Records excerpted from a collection
//! Configuration for the project loading pipeline.

use std::collections::BTreeMap;
use std::num::NonZeroUsize;
use std::path::Path;
use std::thread;
use std::time::Duration;

use serde::{Deserialize, Serialize};

/// `[project_loading]` section of the config file.
#[derive(Debug, Clone, PartialEq, Eq, Serialize, Deserialize)]
#[serde(default)]
pub struct ProjectLoadingConfig {
    /// Quiet period before queued loads run as one batch.
    pub debounce_ms: u64,
    /// Upper bound on projects evaluated at once. Defaults to the number of CPUs.
    pub max_concurrent_loads: Option<usize>,
    /// Ask the client to restore packages when a batch finds unresolved references.
    pub auto_restore: bool,
    /// Extensions (without the dot) of additional files tracked as dynamic files.
    pub dynamic_file_extensions: Vec<String>,
    /// Project file extension (without the dot) to language name.
    pub extension_languages: BTreeMap<String, String>,
}

impl Default for ProjectLoadingConfig {
    fn default() -> Self {
        Self {
            debounce_ms: 100,
            max_concurrent_loads: None,
            auto_restore: true,
            dynamic_file_extensions: vec!["razor".to_string(), "cshtml".to_string()],
            extension_languages: BTreeMap::from([
                ("csproj".to_string(), "C#".to_string()),
                ("vbproj".to_string(), "Visual Basic".to_string()),
            ]),
        }
    }
}

impl ProjectLoadingConfig {
    #[must_use]
    pub fn debounce(&self) -> Duration {
        Duration::from_millis(self.debounce_ms)
    }

    #[must_use]
    pub fn max_concurrent_loads(&self) -> usize {
        self.max_concurrent_loads
            .filter(|n| *n > 0)
            .unwrap_or_else(|| thread::available_parallelism().map_or(1, NonZeroUsize::get))
    }

    /// Language for a project file, by extension, ignoring case.
    #[must_use]
    pub fn language_for(&self, project: &Path) -> Option<&str> {
        let ext = project.extension()?.to_str()?;
        self.extension_languages
            .iter()
            .find(|(known, _)| known.eq_ignore_ascii_case(ext))
            .map(|(_, language)| language.as_str())
    }

    #[must_use]
    pub fn is_dynamic_file(&self, path: &Path) -> bool {
        path.extension()
            .and_then(|e| e.to_str())
            .is_some_and(|ext| {
                self.dynamic_file_extensions
                    .iter()
                    .any(|known| known.eq_ignore_ascii_case(ext))
            })
    }
}

#[cfg(test)]
mod tests {
    use super::*;

    #[test]
    fn languages_match_ignoring_case() {
        let config = ProjectLoadingConfig::default();
        assert_eq!(config.language_for(Path::new("/a/A.csproj")), Some("C#"));
        assert_eq!(config.language_for(Path::new("/a/B.VBPROJ")), Some("Visual Basic"));
        assert_eq!(config.language_for(Path::new("/a/C.fsproj")), None);
        assert_eq!(config.language_for(Path::new("/a/Makefile")), None);
    }

    #[test]
    fn partial_table_keeps_defaults() {
        let config: ProjectLoadingConfig = toml::from_str("debounce_ms = 250").unwrap();
        assert_eq!(config.debounce(), Duration::from_millis(250));
        assert!(config.auto_restore);
        assert_eq!(config.extension_languages.len(), 2);
    }

    #[test]
    fn zero_concurrency_means_default() {
        let config = ProjectLoadingConfig {
            max_concurrent_loads: Some(0),
            ..ProjectLoadingConfig::default()
        };
        assert!(config.max_concurrent_loads() >= 1);

        let config = ProjectLoadingConfig {
            max_concurrent_loads: Some(3),
            ..ProjectLoadingConfig::default()
        };
        assert_eq!(config.max_concurrent_loads(), 3);
    }

    #[test]
    fn dynamic_files_by_extension() {
        let config = ProjectLoadingConfig::default();
        assert!(config.is_dynamic_file(Path::new("/a/Pages/Index.cshtml")));
        assert!(config.is_dynamic_file(Path::new("/a/App.Razor")));
        assert!(!config.is_dynamic_file(Path::new("/a/Program.cs")));
    }
}
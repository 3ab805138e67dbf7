//! Messages from the load pipeline to whoever drives it (an editor, the CLI).

use std::path::PathBuf;

use tokio::sync::{mpsc, oneshot};

use projsys_types::DiagnosticSeverity;

/// Default capacity of the client event channel.
pub const CLIENT_CHANNEL_CAPACITY: usize = 256;

#[derive(Debug)]
pub enum ClientEvent {
    /// Every project requested so far has been processed.
    ProjectInitializationComplete,
    /// These projects need a package restore. The pipeline waits for `ack`
    /// before starting another batch.
    RestoreRequested {
        projects: Vec<PathBuf>,
        ack: oneshot::Sender<()>,
    },
    Log {
        severity: DiagnosticSeverity,
        message: String,
    },
    ShowToast {
        severity: DiagnosticSeverity,
        message: String,
    },
}

/// Sending half of the client channel.
///
/// A closed channel is not an error: with nobody listening, events are dropped.
#[derive(Clone)]
pub struct ClientNotifier {
    tx: mpsc::Sender<ClientEvent>,
}

impl ClientNotifier {
    #[must_use]
    pub fn channel(capacity: usize) -> (Self, mpsc::Receiver<ClientEvent>) {
        let (tx, rx) = mpsc::channel(capacity);
        (Self { tx }, rx)
    }

    pub async fn initialization_complete(&self) {
        self.send(ClientEvent::ProjectInitializationComplete).await;
    }

    /// Ask the client to restore `projects` and wait until it says it is done.
    pub async fn request_restore(&self, projects: Vec<PathBuf>) {
        let count = projects.len();
        let (ack, acked) = oneshot::channel();
        if !self
            .send(ClientEvent::RestoreRequested { projects, ack })
            .await
        {
            return;
        }
        match acked.await {
            Ok(()) => tracing::debug!(projects = count, "client finished restore"),
            Err(_) => tracing::debug!("client dropped the restore request"),
        }
    }

    pub async fn log(&self, severity: DiagnosticSeverity, message: impl Into<String>) {
        self.send(ClientEvent::Log {
            severity,
            message: message.into(),
        })
        .await;
    }

    pub async fn show_toast(&self, severity: DiagnosticSeverity, message: impl Into<String>) {
        self.send(ClientEvent::ShowToast {
            severity,
            message: message.into(),
        })
        .await;
    }

    async fn send(&self, event: ClientEvent) -> bool {
        if self.tx.send(event).await.is_err() {
            tracing::debug!("no client listening; event dropped");
            return false;
        }
        true
    }
}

*REQUIRED WORK:*
Search the data above for the word "Basic" and count the lines where it appears. Only the number should be given.

*EXERCISE ANSWER:*
2